[Stored data entries]
<<<<
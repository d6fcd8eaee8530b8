//! Single-keystroke mnemonics for tags.
//!
//! Every tag gets the first of its (lowercased) alphanumeric characters that
//! no earlier tag has claimed. Tags whose characters are all taken spill into
//! a submenu behind the "more" key, which is resolved the same way.
//!
//! ```text
//! ["hi", "i", "howdy", "hii"]
//!
//!   h → hi
//!   i → i
//!   o → howdy
//!   . → <more>
//!         h → hii
//!   esc → <cancel>
//! ```

use std::collections::{BTreeMap, BTreeSet};

use thiserror::Error;

pub const MORE_LABEL: &str = "<more>";
pub const CANCEL_LABEL: &str = "<cancel>";

/// Key code of the default "more" key (`.`)
pub const DEFAULT_MORE_CODE: u32 = '.' as u32;
/// Key code of the default cancel key (escape)
pub const DEFAULT_CANCEL_CODE: u32 = 27;

#[derive(Debug, Clone, PartialEq, Eq, Error)]
pub enum QuickTagError {
    #[error("can't assign a quick key to tag {0:?}: it has no alphanumeric characters")]
    NoAlphanumeric(String),

    /// An overflow level failed to place any tag, so recursing would never end
    #[error("quick tag overflow did not shrink ({remaining} tags could not be placed)")]
    OverflowStalled { remaining: usize },

    /// The "more" and cancel keys share a key code
    #[error("the more key and the cancel key both use key code {code}")]
    ReservedKeyClash { code: u32 },
}

/// A key reserved for menu navigation, never handed out as a mnemonic
#[derive(Debug, Clone, PartialEq, Eq)]
pub struct ReservedKey {
    pub name: String,
    pub code: u32,
}

impl ReservedKey {
    pub fn new(name: impl Into<String>, code: u32) -> Self {
        Self {
            name: name.into(),
            code,
        }
    }
}

#[derive(Debug, Clone, PartialEq, Eq)]
pub struct QuickTagOptions {
    /// Opens the overflow submenu
    pub more_key: ReservedKey,
    /// Cancels tag entry. `None` leaves cancel handling to the caller.
    pub cancel_key: Option<ReservedKey>,
}

impl Default for QuickTagOptions {
    fn default() -> Self {
        Self {
            more_key: ReservedKey::new(".", DEFAULT_MORE_CODE),
            cancel_key: Some(ReservedKey::new("esc", DEFAULT_CANCEL_CODE)),
        }
    }
}

impl QuickTagOptions {
    /// Default keys, without a cancel entry
    pub fn without_cancel() -> Self {
        Self {
            cancel_key: None,
            ..Self::default()
        }
    }

    fn check(&self) -> Result<(), QuickTagError> {
        match &self.cancel_key {
            Some(cancel) if cancel.code == self.more_key.code => {
                Err(QuickTagError::ReservedKeyClash { code: cancel.code })
            }
            _ => Ok(()),
        }
    }

    fn is_reserved(&self, code: u32) -> bool {
        code == self.more_key.code || self.cancel_key.as_ref().is_some_and(|k| k.code == code)
    }
}

#[derive(Debug, Clone, PartialEq, Eq)]
pub enum QuickTagTarget {
    Tag(String),
    Cancel,
    Menu(QuickTagTree),
}

#[derive(Debug, Clone, PartialEq, Eq)]
pub struct QuickTagEntry {
    /// Printable name of the key, e.g. `h` or `esc`
    pub key_name: String,
    /// What the menu shows next to the key
    pub label: String,
    pub target: QuickTagTarget,
}

/// Result of pressing a key while a quick tag menu is open
#[derive(Debug, Clone, Copy, PartialEq, Eq)]
pub enum QuickTagLookup<'a> {
    Tag(&'a str),
    Cancel,
    Menu(&'a QuickTagTree),
    Unbound,
}

/// One menu level, keyed by key code
#[derive(Debug, Clone, Default, PartialEq, Eq)]
pub struct QuickTagTree {
    entries: BTreeMap<u32, QuickTagEntry>,
}

impl QuickTagTree {
    pub fn get(&self, code: u32) -> Option<&QuickTagEntry> {
        self.entries.get(&code)
    }

    /// Resolve a keypress at this level
    pub fn lookup(&self, code: u32) -> QuickTagLookup<'_> {
        match self.entries.get(&code).map(|e| &e.target) {
            Some(QuickTagTarget::Tag(tag)) => QuickTagLookup::Tag(tag),
            Some(QuickTagTarget::Cancel) => QuickTagLookup::Cancel,
            Some(QuickTagTarget::Menu(menu)) => QuickTagLookup::Menu(menu),
            None => QuickTagLookup::Unbound,
        }
    }

    /// Entries in key code order
    pub fn iter(&self) -> impl Iterator<Item = (u32, &QuickTagEntry)> {
        self.entries.iter().map(|(k, v)| (*k, v))
    }

    pub fn len(&self) -> usize {
        self.entries.len()
    }

    pub fn is_empty(&self) -> bool {
        self.entries.is_empty()
    }

    fn insert(
        &mut self,
        code: u32,
        key_name: impl Into<String>,
        label: impl Into<String>,
        target: QuickTagTarget,
    ) {
        let previous = self.entries.insert(
            code,
            QuickTagEntry {
                key_name: key_name.into(),
                label: label.into(),
                target,
            },
        );
        debug_assert!(previous.is_none(), "key code {code} assigned twice");
    }
}

/// Assign a mnemonic key to every non-blank tag.
///
/// Returns the top-level menu and the number of tags placed across all
/// levels. The same tag given twice is placed twice (once per level), and
/// collapses to one entry in [`tag_names`].
pub fn resolve_quick_tags<I, S>(
    tags: I,
    options: &QuickTagOptions,
) -> Result<(QuickTagTree, usize), QuickTagError>
where
    I: IntoIterator<Item = S>,
    S: AsRef<str>,
{
    options.check()?;
    let tags: Vec<String> = tags
        .into_iter()
        .map(|t| t.as_ref().trim().to_string())
        .filter(|t| !t.is_empty())
        .collect();
    resolve_level(&tags, options)
}

fn resolve_level(
    tags: &[String],
    options: &QuickTagOptions,
) -> Result<(QuickTagTree, usize), QuickTagError> {
    let mut tree = QuickTagTree::default();
    let mut placed = 0;
    let mut overflow = Vec::new();

    for tag in tags {
        let mut has_alnum = false;
        let mut chosen = None;
        for c in tag.to_lowercase().chars().filter(|c| c.is_alphanumeric()) {
            has_alnum = true;
            let code = c as u32;
            if !options.is_reserved(code) && tree.get(code).is_none() {
                chosen = Some((c, code));
                break;
            }
        }

        match chosen {
            Some((c, code)) => {
                tree.insert(code, c.to_string(), tag.as_str(), QuickTagTarget::Tag(tag.clone()));
                placed += 1;
            }
            None if has_alnum => overflow.push(tag.clone()),
            None => return Err(QuickTagError::NoAlphanumeric(tag.clone())),
        }
    }

    if !overflow.is_empty() {
        // The first tag of a level can only overflow if all of its characters
        // are reserved keys; anything else strictly shrinks the next level.
        if overflow.len() >= tags.len() {
            return Err(QuickTagError::OverflowStalled {
                remaining: overflow.len(),
            });
        }
        let (submenu, sub_placed) = resolve_level(&overflow, options)?;
        tree.insert(
            options.more_key.code,
            options.more_key.name.as_str(),
            MORE_LABEL,
            QuickTagTarget::Menu(submenu),
        );
        placed += sub_placed;
    }

    if let Some(cancel) = &options.cancel_key {
        tree.insert(cancel.code, cancel.name.as_str(), CANCEL_LABEL, QuickTagTarget::Cancel);
    }

    Ok((tree, placed))
}

/// Every tag reachable from `tree`, including nested menus
pub fn tag_names(tree: &QuickTagTree) -> BTreeSet<String> {
    let mut ret = BTreeSet::new();
    collect_tag_names(tree, &mut ret);
    ret
}

fn collect_tag_names(tree: &QuickTagTree, out: &mut BTreeSet<String>) {
    for entry in tree.entries.values() {
        match &entry.target {
            QuickTagTarget::Tag(tag) => {
                out.insert(tag.clone());
            }
            QuickTagTarget::Menu(menu) => collect_tag_names(menu, out),
            QuickTagTarget::Cancel => {}
        }
    }
}

#[cfg(test)]
mod tests {
    use super::*;

    fn code(c: char) -> u32 {
        c as u32
    }

    fn set(tags: &[&str]) -> BTreeSet<String> {
        tags.iter().map(|t| t.trim().to_string()).collect()
    }

    #[test]
    fn test_distinct_first_letters() {
        let (tree, n) =
            resolve_quick_tags(["Vehicle", "Person", "2-Wheel-Vehicle"], &QuickTagOptions::default())
                .unwrap();
        assert_eq!(n, 3);
        assert_eq!(tree.len(), 4);
        assert_eq!(tree.lookup(code('v')), QuickTagLookup::Tag("Vehicle"));
        assert_eq!(tree.lookup(code('p')), QuickTagLookup::Tag("Person"));
        assert_eq!(tree.lookup(code('2')), QuickTagLookup::Tag("2-Wheel-Vehicle"));
        assert_eq!(tree.lookup(DEFAULT_CANCEL_CODE), QuickTagLookup::Cancel);
        let cancel = tree.get(DEFAULT_CANCEL_CODE).unwrap();
        assert_eq!(cancel.key_name, "esc");
        assert_eq!(cancel.label, CANCEL_LABEL);
    }

    #[test]
    fn test_collisions_cascade_to_submenu() {
        let (tree, n) =
            resolve_quick_tags(["hi", "i", "howdy", "hii"], &QuickTagOptions::without_cancel())
                .unwrap();
        assert_eq!(n, 4);
        assert_eq!(tree.lookup(code('h')), QuickTagLookup::Tag("hi"));
        assert_eq!(tree.lookup(code('i')), QuickTagLookup::Tag("i"));
        assert_eq!(tree.lookup(code('o')), QuickTagLookup::Tag("howdy"));
        assert_eq!(tree.lookup(DEFAULT_CANCEL_CODE), QuickTagLookup::Unbound);

        let QuickTagLookup::Menu(more) = tree.lookup(DEFAULT_MORE_CODE) else {
            panic!("expected overflow menu");
        };
        assert_eq!(tree.get(DEFAULT_MORE_CODE).unwrap().label, MORE_LABEL);
        assert_eq!(more.len(), 1);
        assert_eq!(more.lookup(code('h')), QuickTagLookup::Tag("hii"));
    }

    #[test]
    fn test_submenus_carry_cancel_key() {
        let (tree, _) = resolve_quick_tags(["a", "a"], &QuickTagOptions::default()).unwrap();
        let QuickTagLookup::Menu(more) = tree.lookup(DEFAULT_MORE_CODE) else {
            panic!("expected overflow menu");
        };
        assert_eq!(more.lookup(DEFAULT_CANCEL_CODE), QuickTagLookup::Cancel);
    }

    #[test]
    fn test_blank_tags_skipped_and_labels_trimmed() {
        let (tree, n) =
            resolve_quick_tags(["  ", "", " Car "], &QuickTagOptions::without_cancel()).unwrap();
        assert_eq!(n, 1);
        assert_eq!(tree.lookup(code('c')), QuickTagLookup::Tag("Car"));
    }

    #[test]
    fn test_non_alphanumeric_skipped_when_scanning() {
        let (tree, _) =
            resolve_quick_tags(["--x", "x-y"], &QuickTagOptions::without_cancel()).unwrap();
        assert_eq!(tree.lookup(code('x')), QuickTagLookup::Tag("--x"));
        assert_eq!(tree.lookup(code('y')), QuickTagLookup::Tag("x-y"));
    }

    #[test]
    fn test_tag_without_alnum_is_error() {
        let err = resolve_quick_tags(["ok", "!!!"], &QuickTagOptions::default()).unwrap_err();
        assert_eq!(err, QuickTagError::NoAlphanumeric("!!!".into()));
    }

    #[test]
    fn test_colliding_tags_overflow_instead_of_sharing_a_key() {
        let tags = ["car", "cat", "cart", "art", "tar", "rat", "a"];
        let (tree, n) = resolve_quick_tags(tags, &QuickTagOptions::default()).unwrap();
        assert_eq!(n, tags.len());
        assert_eq!(tag_names(&tree), set(&tags));

        let top: BTreeSet<String> = tree
            .iter()
            .filter_map(|(_, entry)| match &entry.target {
                QuickTagTarget::Tag(tag) => Some(tag.clone()),
                _ => None,
            })
            .collect();
        // c, a, r, t are claimed by the first four tags; the rest overflow
        assert_eq!(top, set(&["car", "cat", "cart", "art"]));
        let QuickTagLookup::Menu(more) = tree.lookup(DEFAULT_MORE_CODE) else {
            panic!("expected overflow menu");
        };
        assert_eq!(tag_names(more), set(&["tar", "rat", "a"]));
    }

    #[test]
    fn test_more_and_cancel_on_same_key_rejected() {
        let options = QuickTagOptions {
            more_key: ReservedKey::new("esc", DEFAULT_CANCEL_CODE),
            ..QuickTagOptions::default()
        };
        let err = resolve_quick_tags(["a", "a2", "aa"], &options).unwrap_err();
        assert_eq!(
            err,
            QuickTagError::ReservedKeyClash {
                code: DEFAULT_CANCEL_CODE
            }
        );
    }

    #[test]
    fn test_round_trip_tag_names() {
        let inputs: Vec<Vec<&str>> = vec![
            vec![],
            vec!["a"],
            vec!["Vehicle", "Person", "2-Wheel-Vehicle"],
            vec!["hi", "i", "howdy", "hii"],
            vec!["car", "car", "Car"],
            vec!["alpha", "beta", "gamma", "delta", "epsilon", "zeta", "eta", "theta"],
        ];
        for tags in inputs {
            let (tree, _) = resolve_quick_tags(&tags, &QuickTagOptions::default()).unwrap();
            assert_eq!(tag_names(&tree), set(&tags), "round trip failed for {tags:?}");
        }
    }

    #[test]
    fn test_pathological_shared_characters_terminate() {
        // Every tag uses exactly the same characters, so each level can place
        // only as many tags as there are distinct characters.
        let tags: Vec<String> = (0..30)
            .map(|i| if i % 2 == 0 { "ab".to_string() } else { "ba".to_string() })
            .collect();
        let (tree, n) = resolve_quick_tags(&tags, &QuickTagOptions::default()).unwrap();
        assert_eq!(n, 30);
        assert_eq!(tag_names(&tree), set(&["ab", "ba"]));

        let mut depth = 0;
        let mut level = &tree;
        while let QuickTagLookup::Menu(next) = level.lookup(DEFAULT_MORE_CODE) {
            depth += 1;
            level = next;
        }
        assert_eq!(depth, 14);
    }

    #[test]
    fn test_single_char_repeated() {
        let tags = vec!["z"; 50];
        let (tree, n) = resolve_quick_tags(&tags, &QuickTagOptions::without_cancel()).unwrap();
        assert_eq!(n, 50);
        assert_eq!(tag_names(&tree), set(&["z"]));
    }

    #[test]
    fn test_reserved_alnum_key_never_assigned() {
        let options = QuickTagOptions {
            more_key: ReservedKey::new("m", code('m')),
            cancel_key: None,
        };
        let (tree, _) = resolve_quick_tags(["moose", "mouse"], &options).unwrap();
        assert_eq!(tree.lookup(code('o')), QuickTagLookup::Tag("moose"));
        assert_eq!(tree.lookup(code('u')), QuickTagLookup::Tag("mouse"));

        // A tag made only of reserved characters can never be placed
        let err = resolve_quick_tags(["mm"], &options).unwrap_err();
        assert_eq!(err, QuickTagError::OverflowStalled { remaining: 1 });
    }
}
>>>>
◆ YOUR GOAL:
Lines that contain "cart" should be pulled from the entries above and reported.

◆ REPLY:
        let tags = ["car", "cat", "cart", "art", "tar", "rat", "a"];
        assert_eq!(top, set(&["car", "cat", "cart", "art"]));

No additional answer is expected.